Stored data entries
//! OTP login endpoints.

use bazaar_core::{Email, OtpCode, PhoneNumber};
use serde::{Deserialize, Serialize};
use tracing::{info, instrument};

use super::{ApiClient, ApiError, Auth};
use crate::session::SessionToken;

/// Result of a successful OTP verification.
#[derive(Debug, Clone)]
pub struct VerifiedLogin {
    pub token: SessionToken,
    /// Email on file for the account, if the backend returned one.
    pub email: Option<String>,
    pub message: Option<String>,
}

#[derive(Serialize)]
struct PhoneRequest<'a> {
    phone: &'a PhoneNumber,
}

#[derive(Serialize)]
struct VerifyRequest<'a> {
    phone: &'a PhoneNumber,
    otp: &'a str,
    #[serde(skip_serializing_if = "Option::is_none")]
    email: Option<&'a Email>,
}

#[derive(Deserialize)]
struct MessageResponse {
    #[serde(default)]
    message: Option<String>,
}

#[derive(Deserialize)]
struct VerifyResponse {
    #[serde(default)]
    token: Option<String>,
    #[serde(default)]
    email: Option<String>,
    #[serde(default)]
    message: Option<String>,
}

/// Unauthenticated client for the `/user` OTP endpoints.
#[derive(Clone)]
pub struct AuthClient {
    api: ApiClient,
}

impl AuthClient {
    /// Create an auth client.
    #[must_use]
    pub const fn new(api: ApiClient) -> Self {
        Self { api }
    }

    /// Ask the backend to text a login code to `phone`.
    ///
    /// Returns the backend's confirmation message.
    ///
    /// # Errors
    ///
    /// Returns an error if the request fails or the backend rejects it.
    #[instrument(skip_all)]
    pub async fn send_otp(&self, phone: &PhoneNumber) -> Result<String, ApiError> {
        self.phone_request("user/sendOTP", phone).await
    }

    /// Send a fresh code to `phone`.
    ///
    /// # Errors
    ///
    /// Returns an error if the request fails or the backend rejects it.
    #[instrument(skip_all)]
    pub async fn resend_otp(&self, phone: &PhoneNumber) -> Result<String, ApiError> {
        self.phone_request("user/resendOTP", phone).await
    }

    /// Send a login code for the admin account registered to `phone`.
    ///
    /// # Errors
    ///
    /// Returns an error if the request fails or the backend rejects it.
    #[instrument(skip_all)]
    pub async fn send_admin_otp(&self, phone: &PhoneNumber) -> Result<String, ApiError> {
        self.phone_request("user/sendOTPAdmin", phone).await
    }

    /// Exchange a code for a session token.
    ///
    /// `email` is only needed the first time a phone number signs in.
    ///
    /// # Errors
    ///
    /// Returns [`ApiError::Rejected`] for a wrong or expired code, or if the
    /// backend reports success without a token.
    #[instrument(skip_all)]
    pub async fn verify_otp(
        &self,
        phone: &PhoneNumber,
        otp: &OtpCode,
        email: Option<&Email>,
    ) -> Result<VerifiedLogin, ApiError> {
        let body = VerifyRequest {
            phone,
            otp: otp.as_str(),
            email,
        };
        let response: VerifyResponse = self.api.post("user/verifyOTP", &body, Auth::Public).await?;

        let token = response
            .token
            .and_then(SessionToken::new)
            .ok_or_else(|| ApiError::Rejected("verification returned no token".to_string()))?;
        info!("OTP verified");

        Ok(VerifiedLogin {
            token,
            email: response.email.filter(|e| !e.is_empty()),
            message: response.message,
        })
    }

    async fn phone_request(&self, path: &str, phone: &PhoneNumber) -> Result<String, ApiError> {
        let response: MessageResponse = self
            .api
            .post(path, &PhoneRequest { phone }, Auth::Public)
            .await?;
        Ok(response.message.unwrap_or_else(|| "OTP sent".to_string()))
    }
}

> _Task goal_
The goal is a faithful transcription of every entry above.

> _Response below_
//! OTP login endpoints.

use bazaar_core::{Email, OtpCode, PhoneNumber};
use serde::{Deserialize, Serialize};
use tracing::{info, instrument};

use super::{ApiClient, ApiError, Auth};
use crate::session::SessionToken;

/// Result of a successful OTP verification.
#[derive(Debug, Clone)]
pub struct VerifiedLogin {
    pub token: SessionToken,
    /// Email on file for the account, if the backend returned one.
    pub email: Option<String>,
    pub message: Option<String>,
}

#[derive(Serialize)]
struct PhoneRequest<'a> {
    phone: &'a PhoneNumber,
}

#[derive(Serialize)]
struct VerifyRequest<'a> {
    phone: &'a PhoneNumber,
    otp: &'a str,
    #[serde(skip_serializing_if = "Option::is_none")]
    email: Option<&'a Email>,
}

#[derive(Deserialize)]
struct MessageResponse {
    #[serde(default)]
    message: Option<String>,
}

#[derive(Deserialize)]
struct VerifyResponse {
    #[serde(default)]
    token: Option<String>,
    #[serde(default)]
    email: Option<String>,
    #[serde(default)]
    message: Option<String>,
}

/// Unauthenticated client for the `/user` OTP endpoints.
#[derive(Clone)]
pub struct AuthClient {
    api: ApiClient,
}

impl AuthClient {
    /// Create an auth client.
    #[must_use]
    pub const fn new(api: ApiClient) -> Self {
        Self { api }
    }

    /// Ask the backend to text a login code to `phone`.
    ///
    /// Returns the backend's confirmation message.
    ///
    /// # Errors
    ///
    /// Returns an error if the request fails or the backend rejects it.
    #[instrument(skip_all)]
    pub async fn send_otp(&self, phone: &PhoneNumber) -> Result<String, ApiError> {
        self.phone_request("user/sendOTP", phone).await
    }

    /// Send a fresh code to `phone`.
    ///
    /// # Errors
    ///
    /// Returns an error if the request fails or the backend rejects it.
    #[instrument(skip_all)]
    pub async fn resend_otp(&self, phone: &PhoneNumber) -> Result<String, ApiError> {
        self.phone_request("user/resendOTP", phone).await
    }

    /// Send a login code for the admin account registered to `phone`.
    ///
    /// # Errors
    ///
    /// Returns an error if the request fails or the backend rejects it.
    #[instrument(skip_all)]
    pub async fn send_admin_otp(&self, phone: &PhoneNumber) -> Result<String, ApiError> {
        self.phone_request("user/sendOTPAdmin", phone).await
    }

    /// Exchange a code for a session token.
    ///
    /// `email` is only needed the first time a phone number signs in.
    ///
    /// # Errors
    ///
    /// Returns [`ApiError::Rejected`] for a wrong or expired code, or if the
    /// backend reports success without a token.
    #[instrument(skip_all)]
    pub async fn verify_otp(
        &self,
        phone: &PhoneNumber,
        otp: &OtpCode,
        email: Option<&Email>,
    ) -> Result<VerifiedLogin, ApiError> {
        let body = VerifyRequest {
            phone,
            otp: otp.as_str(),
            email,
        };
        let response: VerifyResponse = self.api.post("user/verifyOTP", &body, Auth::Public).await?;

        let token = response
            .token
            .and_then(SessionToken::new)
            .ok_or_else(|| ApiError::Rejected("verification returned no token".to_string()))?;
        info!("OTP verified");

        Ok(VerifiedLogin {
            token,
            email: response.email.filter(|e| !e.is_empty()),
            message: response.message,
        })
    }

    async fn phone_request(&self, path: &str, phone: &PhoneNumber) -> Result<String, ApiError> {
        let response: MessageResponse = self
            .api
            .post(path, &PhoneRequest { phone }, Auth::Public)
            .await?;
        Ok(response.message.unwrap_or_else(|| "OTP sent".to_string()))
    }
}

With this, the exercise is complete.